_WHAT IS REQUIRED_.
Going through the data below, tally every line where the string "Copy" occurs, then give only the tally.
[RECORD EXTRACTS Boundary: Start]
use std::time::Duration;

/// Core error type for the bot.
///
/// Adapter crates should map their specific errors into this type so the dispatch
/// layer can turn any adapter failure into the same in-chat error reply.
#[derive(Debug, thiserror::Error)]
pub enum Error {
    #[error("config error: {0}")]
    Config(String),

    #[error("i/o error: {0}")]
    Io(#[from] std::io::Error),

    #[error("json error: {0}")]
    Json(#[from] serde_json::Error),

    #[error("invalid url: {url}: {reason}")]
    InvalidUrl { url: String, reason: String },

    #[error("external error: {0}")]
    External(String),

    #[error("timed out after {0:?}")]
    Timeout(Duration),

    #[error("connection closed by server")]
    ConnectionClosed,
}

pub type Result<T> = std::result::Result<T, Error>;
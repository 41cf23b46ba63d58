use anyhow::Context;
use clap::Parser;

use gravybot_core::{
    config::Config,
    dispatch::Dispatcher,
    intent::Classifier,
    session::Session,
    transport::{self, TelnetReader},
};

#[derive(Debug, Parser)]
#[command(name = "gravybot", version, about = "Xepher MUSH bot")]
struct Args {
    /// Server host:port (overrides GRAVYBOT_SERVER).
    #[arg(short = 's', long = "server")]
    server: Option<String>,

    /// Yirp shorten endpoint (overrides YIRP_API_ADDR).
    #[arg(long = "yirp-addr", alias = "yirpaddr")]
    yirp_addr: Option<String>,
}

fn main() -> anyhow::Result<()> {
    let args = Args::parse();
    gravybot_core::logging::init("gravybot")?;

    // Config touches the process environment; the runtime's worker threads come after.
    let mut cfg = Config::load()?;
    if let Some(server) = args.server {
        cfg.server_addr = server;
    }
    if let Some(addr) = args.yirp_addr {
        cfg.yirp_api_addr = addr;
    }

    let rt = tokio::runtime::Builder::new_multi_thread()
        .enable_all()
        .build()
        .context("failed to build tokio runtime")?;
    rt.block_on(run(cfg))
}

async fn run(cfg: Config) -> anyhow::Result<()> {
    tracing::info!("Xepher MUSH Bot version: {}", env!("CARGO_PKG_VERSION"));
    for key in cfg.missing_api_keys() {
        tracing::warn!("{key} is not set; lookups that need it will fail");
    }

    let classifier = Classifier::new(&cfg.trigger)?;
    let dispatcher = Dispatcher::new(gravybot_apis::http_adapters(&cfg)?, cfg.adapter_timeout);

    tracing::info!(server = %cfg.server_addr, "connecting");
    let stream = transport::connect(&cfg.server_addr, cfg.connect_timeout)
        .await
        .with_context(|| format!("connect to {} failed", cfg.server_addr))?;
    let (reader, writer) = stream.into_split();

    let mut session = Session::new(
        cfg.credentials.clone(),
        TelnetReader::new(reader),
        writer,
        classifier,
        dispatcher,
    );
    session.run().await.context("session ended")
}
[RECORD EXTRACTS Boundary: End]
[RECORD EXTRACTS Boundary: Start]
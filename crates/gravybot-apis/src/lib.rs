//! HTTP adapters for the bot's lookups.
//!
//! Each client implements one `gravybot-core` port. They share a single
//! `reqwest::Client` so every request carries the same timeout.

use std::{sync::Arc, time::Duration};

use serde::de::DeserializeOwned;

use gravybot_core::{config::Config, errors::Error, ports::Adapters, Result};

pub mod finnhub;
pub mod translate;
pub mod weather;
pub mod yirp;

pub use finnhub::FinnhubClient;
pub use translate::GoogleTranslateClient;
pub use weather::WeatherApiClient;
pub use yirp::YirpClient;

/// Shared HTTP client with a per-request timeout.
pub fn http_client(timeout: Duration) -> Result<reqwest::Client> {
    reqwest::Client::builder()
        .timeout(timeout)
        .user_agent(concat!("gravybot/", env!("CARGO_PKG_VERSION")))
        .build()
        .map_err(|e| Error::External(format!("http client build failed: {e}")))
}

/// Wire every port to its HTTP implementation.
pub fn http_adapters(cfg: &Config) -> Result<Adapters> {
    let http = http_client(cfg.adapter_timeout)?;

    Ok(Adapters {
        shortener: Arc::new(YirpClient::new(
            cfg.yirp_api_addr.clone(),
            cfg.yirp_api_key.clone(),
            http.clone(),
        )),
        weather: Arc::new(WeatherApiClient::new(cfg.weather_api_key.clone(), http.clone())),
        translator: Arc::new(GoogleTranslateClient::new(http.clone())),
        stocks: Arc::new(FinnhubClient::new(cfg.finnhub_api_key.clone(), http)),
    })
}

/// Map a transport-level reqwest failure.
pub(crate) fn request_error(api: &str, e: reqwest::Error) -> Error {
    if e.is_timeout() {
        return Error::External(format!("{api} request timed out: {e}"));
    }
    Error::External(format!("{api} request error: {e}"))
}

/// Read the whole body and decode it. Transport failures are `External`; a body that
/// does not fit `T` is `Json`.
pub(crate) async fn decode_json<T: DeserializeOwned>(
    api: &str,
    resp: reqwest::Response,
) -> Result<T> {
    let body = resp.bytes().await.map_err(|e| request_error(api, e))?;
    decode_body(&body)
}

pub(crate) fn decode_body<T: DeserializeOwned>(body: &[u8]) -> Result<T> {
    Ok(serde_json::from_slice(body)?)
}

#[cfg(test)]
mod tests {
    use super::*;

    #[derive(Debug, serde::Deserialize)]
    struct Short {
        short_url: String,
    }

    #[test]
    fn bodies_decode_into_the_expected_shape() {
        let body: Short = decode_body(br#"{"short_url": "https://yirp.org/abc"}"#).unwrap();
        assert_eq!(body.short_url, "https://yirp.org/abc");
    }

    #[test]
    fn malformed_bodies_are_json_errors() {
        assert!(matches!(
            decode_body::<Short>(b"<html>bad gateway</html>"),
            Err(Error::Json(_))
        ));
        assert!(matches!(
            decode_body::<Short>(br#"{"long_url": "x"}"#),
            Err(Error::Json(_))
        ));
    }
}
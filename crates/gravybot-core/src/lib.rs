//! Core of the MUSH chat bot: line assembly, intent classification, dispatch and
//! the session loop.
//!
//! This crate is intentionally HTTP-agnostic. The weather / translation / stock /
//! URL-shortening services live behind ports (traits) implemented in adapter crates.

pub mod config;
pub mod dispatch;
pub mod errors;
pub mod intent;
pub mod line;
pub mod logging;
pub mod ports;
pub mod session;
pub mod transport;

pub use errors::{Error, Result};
[RECORD EXTRACTS Boundary: End]
[RECORD EXTRACTS Boundary: Start]
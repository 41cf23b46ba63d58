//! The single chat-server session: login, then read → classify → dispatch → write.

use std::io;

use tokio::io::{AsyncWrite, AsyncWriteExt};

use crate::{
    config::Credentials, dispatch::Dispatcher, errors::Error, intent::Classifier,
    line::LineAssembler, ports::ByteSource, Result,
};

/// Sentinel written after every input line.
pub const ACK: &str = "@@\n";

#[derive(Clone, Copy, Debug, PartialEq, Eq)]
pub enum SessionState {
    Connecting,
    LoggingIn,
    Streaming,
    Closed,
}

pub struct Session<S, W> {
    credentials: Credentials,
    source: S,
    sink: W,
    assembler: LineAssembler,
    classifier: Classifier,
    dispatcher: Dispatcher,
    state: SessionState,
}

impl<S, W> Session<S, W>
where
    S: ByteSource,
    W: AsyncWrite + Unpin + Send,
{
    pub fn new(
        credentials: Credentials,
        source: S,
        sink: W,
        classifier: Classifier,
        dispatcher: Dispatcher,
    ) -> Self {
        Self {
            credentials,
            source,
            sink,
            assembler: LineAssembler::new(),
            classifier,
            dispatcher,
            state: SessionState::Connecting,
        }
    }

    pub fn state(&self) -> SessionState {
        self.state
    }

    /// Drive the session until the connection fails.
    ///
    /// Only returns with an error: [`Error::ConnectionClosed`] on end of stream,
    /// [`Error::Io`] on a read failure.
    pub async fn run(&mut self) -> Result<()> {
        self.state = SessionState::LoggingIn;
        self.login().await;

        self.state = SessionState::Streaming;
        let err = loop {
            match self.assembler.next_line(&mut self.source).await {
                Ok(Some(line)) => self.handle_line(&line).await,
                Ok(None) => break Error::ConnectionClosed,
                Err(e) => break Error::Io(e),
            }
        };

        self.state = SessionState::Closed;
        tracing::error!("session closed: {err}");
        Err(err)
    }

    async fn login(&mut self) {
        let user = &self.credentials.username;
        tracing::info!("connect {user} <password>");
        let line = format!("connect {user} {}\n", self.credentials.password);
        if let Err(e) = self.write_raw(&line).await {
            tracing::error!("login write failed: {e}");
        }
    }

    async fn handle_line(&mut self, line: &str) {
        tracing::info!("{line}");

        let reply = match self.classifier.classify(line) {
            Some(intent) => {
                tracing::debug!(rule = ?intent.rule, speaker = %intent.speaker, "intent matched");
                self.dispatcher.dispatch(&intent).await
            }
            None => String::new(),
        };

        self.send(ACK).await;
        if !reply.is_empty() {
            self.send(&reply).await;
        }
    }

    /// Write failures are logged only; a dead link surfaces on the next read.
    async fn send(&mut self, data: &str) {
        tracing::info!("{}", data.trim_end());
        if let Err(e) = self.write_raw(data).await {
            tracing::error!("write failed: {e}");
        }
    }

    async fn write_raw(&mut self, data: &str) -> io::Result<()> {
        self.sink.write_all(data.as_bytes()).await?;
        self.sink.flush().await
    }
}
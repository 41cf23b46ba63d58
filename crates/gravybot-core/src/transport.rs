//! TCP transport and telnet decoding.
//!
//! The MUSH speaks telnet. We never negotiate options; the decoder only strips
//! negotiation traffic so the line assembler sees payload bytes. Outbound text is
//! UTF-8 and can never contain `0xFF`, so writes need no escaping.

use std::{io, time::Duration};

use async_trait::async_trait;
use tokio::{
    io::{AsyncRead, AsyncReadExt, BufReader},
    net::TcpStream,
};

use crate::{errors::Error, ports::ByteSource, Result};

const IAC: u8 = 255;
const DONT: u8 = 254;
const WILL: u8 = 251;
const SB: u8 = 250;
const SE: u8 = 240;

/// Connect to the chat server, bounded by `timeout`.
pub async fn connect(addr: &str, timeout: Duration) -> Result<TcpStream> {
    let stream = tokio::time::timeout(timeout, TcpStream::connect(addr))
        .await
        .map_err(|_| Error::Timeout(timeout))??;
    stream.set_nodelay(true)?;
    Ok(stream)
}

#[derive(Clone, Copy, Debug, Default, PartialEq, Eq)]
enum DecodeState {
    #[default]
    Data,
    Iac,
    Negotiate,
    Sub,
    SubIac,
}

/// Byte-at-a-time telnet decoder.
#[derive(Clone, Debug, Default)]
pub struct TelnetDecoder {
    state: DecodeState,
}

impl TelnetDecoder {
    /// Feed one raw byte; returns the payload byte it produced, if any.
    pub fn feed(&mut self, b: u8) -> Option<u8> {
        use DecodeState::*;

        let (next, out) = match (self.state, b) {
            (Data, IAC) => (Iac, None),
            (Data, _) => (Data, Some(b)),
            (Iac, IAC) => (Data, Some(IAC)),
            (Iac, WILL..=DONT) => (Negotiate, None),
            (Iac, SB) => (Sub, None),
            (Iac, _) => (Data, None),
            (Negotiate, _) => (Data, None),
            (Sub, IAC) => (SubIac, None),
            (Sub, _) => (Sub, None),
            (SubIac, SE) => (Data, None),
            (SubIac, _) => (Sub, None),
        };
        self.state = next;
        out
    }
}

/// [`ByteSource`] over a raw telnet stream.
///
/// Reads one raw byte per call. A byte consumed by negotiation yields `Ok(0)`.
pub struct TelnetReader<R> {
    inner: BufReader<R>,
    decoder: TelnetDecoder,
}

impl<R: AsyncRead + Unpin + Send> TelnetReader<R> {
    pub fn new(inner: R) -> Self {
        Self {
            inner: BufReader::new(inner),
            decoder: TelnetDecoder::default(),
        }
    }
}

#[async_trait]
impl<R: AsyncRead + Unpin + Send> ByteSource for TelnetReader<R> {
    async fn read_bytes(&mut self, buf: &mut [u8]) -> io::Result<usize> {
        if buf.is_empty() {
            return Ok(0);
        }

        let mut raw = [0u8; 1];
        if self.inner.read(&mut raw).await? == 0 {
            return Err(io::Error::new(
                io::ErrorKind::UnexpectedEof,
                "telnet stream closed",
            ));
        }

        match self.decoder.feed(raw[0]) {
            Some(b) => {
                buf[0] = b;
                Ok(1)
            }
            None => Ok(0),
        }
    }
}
[RECORD EXTRACTS Boundary: End]
_WRITTEN RESPONSE_.
2